Figure 38 : Statues de l'hémicycle de la salle des Séances, Service de l’Architecture, des bâtiments et des jardins du Sénat, Les sculptures du palais du Luxembourg, 1996. (JPG - 28 Ko)

Figure 38 : Statues de l'hémicycle de la salle des Séances,

Service de l’Architecture, des bâtiments et des jardins du Sénat, Les sculptures du palais du Luxembourg, 1996.

L’incendie  de 1859


Dans la nuit du 27 au 28 octobre 1859, la toiture de la salle des Séances brûle vers 1h du matin. La plupart des peintures décoratives de la salle, détruites, sont refaites à l’identique. Quatre pendentifs d’Abel DE PUJOL (La Sagesse et la Prudence concourant à la rédaction des lois, La Force s’appuyant sur la Loi, La Justice protégeant l’Innocence et Un guerrier prêtant serment de fidélité à la Patrie) sont remplacés par trois peintures de NAPOLÉON, SAINT-LOUIS et CHARLEMAGNE d’Adolphe BRUNE, retirées depuis lors.

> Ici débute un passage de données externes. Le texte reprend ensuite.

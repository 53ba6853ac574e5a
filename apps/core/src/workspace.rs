use std::fs;
use std::path::{Component, Path, PathBuf};

use serde::{Deserialize, Serialize};

use crate::host::{FileHandle, Host, SurfaceId, SurfaceKind};
use crate::keyboard::Platform;

#[derive(Debug, thiserror::Error)]
pub enum WorkspaceError {
    #[error("io error: {0}")]
    Io(#[from] std::io::Error),
    #[error("invalid workspace file: {0}")]
    Json(#[from] serde_json::Error),
}

#[derive(Debug, Clone, PartialEq, Eq, Serialize, Deserialize)]
pub struct Surface {
    pub id: SurfaceId,
    pub kind: SurfaceKind,
    #[serde(default)]
    pub pinned: bool,
    #[serde(default)]
    pub file: Option<String>,
}

#[derive(Debug, Clone, PartialEq, Eq, Serialize, Deserialize)]
struct WorkspaceState {
    surfaces: Vec<Surface>,
    /// Least recent first.
    recent: Vec<SurfaceId>,
    next_id: u32,
}

impl Default for WorkspaceState {
    fn default() -> Self {
        let first = SurfaceId(1);
        Self {
            surfaces: vec![Surface {
                id: first,
                kind: SurfaceKind::Tab,
                pinned: false,
                file: None,
            }],
            recent: vec![first],
            next_id: 2,
        }
    }
}

/// Tabs, splits and windows over a notes folder, persisted between runs.
pub struct Workspace {
    vault_root: Option<PathBuf>,
    state: WorkspaceState,
    notices: Vec<String>,
    platform: Platform,
}

impl Workspace {
    pub fn new(vault_root: Option<PathBuf>) -> Self {
        Self {
            vault_root,
            state: WorkspaceState::default(),
            notices: Vec::new(),
            platform: Platform::current(),
        }
    }

    pub fn load(path: &Path, vault_root: Option<PathBuf>) -> Result<Self, WorkspaceError> {
        let mut workspace = Self::new(vault_root);
        match fs::read_to_string(path) {
            Ok(raw) => workspace.state = serde_json::from_str(&raw)?,
            Err(error) if error.kind() == std::io::ErrorKind::NotFound => {}
            Err(error) => return Err(error.into()),
        }
        Ok(workspace)
    }

    pub fn save(&self, path: &Path) -> Result<(), WorkspaceError> {
        if let Some(parent) = path.parent() {
            fs::create_dir_all(parent)?;
        }
        fs::write(path, serde_json::to_string_pretty(&self.state)?)?;
        Ok(())
    }

    pub fn with_platform(mut self, platform: Platform) -> Self {
        self.platform = platform;
        self
    }

    pub fn surfaces(&self) -> &[Surface] {
        &self.state.surfaces
    }

    pub fn surface(&self, id: SurfaceId) -> Option<&Surface> {
        self.state.surfaces.iter().find(|surface| surface.id == id)
    }

    pub fn set_pinned(&mut self, id: SurfaceId, pinned: bool) -> bool {
        match self.state.surfaces.iter_mut().find(|surface| surface.id == id) {
            Some(surface) => {
                surface.pinned = pinned;
                true
            }
            None => false,
        }
    }

    pub fn take_notices(&mut self) -> Vec<String> {
        std::mem::take(&mut self.notices)
    }

    pub fn describe(&self) -> String {
        let current = self.most_recent_surface();
        self.state
            .surfaces
            .iter()
            .map(|surface| {
                let marker = if Some(surface.id) == current { "*" } else { " " };
                let pin = if surface.pinned { " [pinned]" } else { "" };
                let kind = match surface.kind {
                    SurfaceKind::Tab => "tab",
                    SurfaceKind::Split => "split",
                    SurfaceKind::Window => "window",
                };
                let file = surface.file.as_deref().unwrap_or("(empty)");
                format!("{marker} {} {kind}{pin}: {file}", surface.id)
            })
            .collect::<Vec<_>>()
            .join("\n")
    }

    fn touch(&mut self, id: SurfaceId) {
        self.state.recent.retain(|recent| *recent != id);
        self.state.recent.push(id);
    }
}

impl Host for Workspace {
    fn lookup_file(&self, path: &str) -> Option<FileHandle> {
        let root = self.vault_root.as_ref()?;
        let relative = Path::new(path);
        let escapes = relative
            .components()
            .any(|component| !matches!(component, Component::Normal(_) | Component::CurDir));
        if escapes || !root.join(relative).is_file() {
            return None;
        }
        Some(FileHandle {
            path: path.to_string(),
        })
    }

    fn most_recent_surface(&self) -> Option<SurfaceId> {
        self.state.recent.last().copied()
    }

    fn is_pinned(&self, surface: SurfaceId) -> bool {
        self.surface(surface).map(|s| s.pinned).unwrap_or(false)
    }

    fn create_surface(&mut self, kind: SurfaceKind) -> Option<SurfaceId> {
        let id = SurfaceId(self.state.next_id);
        self.state.next_id = self.state.next_id.checked_add(1)?;
        self.state.surfaces.push(Surface {
            id,
            kind,
            pinned: false,
            file: None,
        });
        self.touch(id);
        Some(id)
    }

    fn display_file(&mut self, surface: SurfaceId, file: &FileHandle) {
        if let Some(target) = self.state.surfaces.iter_mut().find(|s| s.id == surface) {
            target.file = Some(file.path.clone());
            self.touch(surface);
        }
    }

    fn notify(&mut self, message: &str) {
        tracing::info!(target: "recentpick::workspace", "notice: {message}");
        self.notices.push(message.to_string());
    }

    fn platform(&self) -> Platform {
        self.platform
    }
}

Avant l’incendie, et contrairement à l’usage pour un hémicycle, la salle des Séances disposait de jours verticaux dans la partie supérieure de la voûte. La rénovation de celle-ci après l’évènement et la réorganisation des décorations entraîne leur disparition 141. 

Figure 39 : Gravure de l’hémicycle ravagé en 1859 par un incendie. La voûte sera reconstruite presque à l’identique. Bibliothèque du Sénat, GR032. (JPG - 115 Ko)

Figure 39 : Gravure de l’hémicycle ravagé en 1859 par un incendie.

La voûte sera reconstruite presque à l’identique. Bibliothèque du Sénat, GR032.